• _TASK_: Please return each record below exactly, with nothing left out.

(Collected data entries)
__________

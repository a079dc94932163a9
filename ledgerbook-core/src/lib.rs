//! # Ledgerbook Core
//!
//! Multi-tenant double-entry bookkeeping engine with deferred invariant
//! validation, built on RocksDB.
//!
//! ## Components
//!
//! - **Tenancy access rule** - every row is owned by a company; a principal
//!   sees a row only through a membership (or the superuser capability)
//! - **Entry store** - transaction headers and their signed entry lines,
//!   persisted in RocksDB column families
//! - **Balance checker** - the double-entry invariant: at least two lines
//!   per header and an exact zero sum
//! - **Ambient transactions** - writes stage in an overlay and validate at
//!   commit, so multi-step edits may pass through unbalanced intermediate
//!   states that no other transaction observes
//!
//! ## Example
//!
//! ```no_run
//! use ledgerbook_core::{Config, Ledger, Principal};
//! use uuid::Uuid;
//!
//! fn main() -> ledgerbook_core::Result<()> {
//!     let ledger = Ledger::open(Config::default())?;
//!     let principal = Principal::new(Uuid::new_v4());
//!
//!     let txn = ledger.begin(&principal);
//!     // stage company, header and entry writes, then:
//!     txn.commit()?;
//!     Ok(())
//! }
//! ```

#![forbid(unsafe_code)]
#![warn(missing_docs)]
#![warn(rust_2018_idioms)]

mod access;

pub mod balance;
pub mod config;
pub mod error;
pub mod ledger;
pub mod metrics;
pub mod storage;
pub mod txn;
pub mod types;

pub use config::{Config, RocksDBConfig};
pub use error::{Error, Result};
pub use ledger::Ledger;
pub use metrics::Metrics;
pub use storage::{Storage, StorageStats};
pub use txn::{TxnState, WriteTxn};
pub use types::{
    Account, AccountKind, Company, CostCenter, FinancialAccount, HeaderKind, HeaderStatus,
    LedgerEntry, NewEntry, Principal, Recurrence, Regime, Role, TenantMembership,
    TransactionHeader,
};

__________

• _WRITTEN ANSWER_:
repository a079dc94932163a9
filename ledgerbook-core/src/lib.rs
//! # Ledgerbook Core
//!
//! Multi-tenant double-entry bookkeeping engine with deferred invariant
//! validation, built on RocksDB.
//!
//! ## Components
//!
//! - **Tenancy access rule** - every row is owned by a company; a principal
//!   sees a row only through a membership (or the superuser capability)
//! - **Entry store** - transaction headers and their signed entry lines,
//!   persisted in RocksDB column families
//! - **Balance checker** - the double-entry invariant: at least two lines
//!   per header and an exact zero sum
//! - **Ambient transactions** - writes stage in an overlay and validate at
//!   commit, so multi-step edits may pass through unbalanced intermediate
//!   states that no other transaction observes
//!
//! ## Example
//!
//! ```no_run
//! use ledgerbook_core::{Config, Ledger, Principal};
//! use uuid::Uuid;
//!
//! fn main() -> ledgerbook_core::Result<()> {
//!     let ledger = Ledger::open(Config::default())?;
//!     let principal = Principal::new(Uuid::new_v4());
//!
//!     let txn = ledger.begin(&principal);
//!     // stage company, header and entry writes, then:
//!     txn.commit()?;
//!     Ok(())
//! }
//! ```

#![forbid(unsafe_code)]
#![warn(missing_docs)]
#![warn(rust_2018_idioms)]

mod access;

pub mod balance;
pub mod config;
pub mod error;
pub mod ledger;
pub mod metrics;
pub mod storage;
pub mod txn;
pub mod types;

pub use config::{Config, RocksDBConfig};
pub use error::{Error, Result};
pub use ledger::Ledger;
pub use metrics::Metrics;
pub use storage::{Storage, StorageStats};
pub use txn::{TxnState, WriteTxn};
pub use types::{
    Account, AccountKind, Company, CostCenter, FinancialAccount, HeaderKind, HeaderStatus,
    LedgerEntry, NewEntry, Principal, Recurrence, Regime, Role, TenantMembership,
    TransactionHeader,
};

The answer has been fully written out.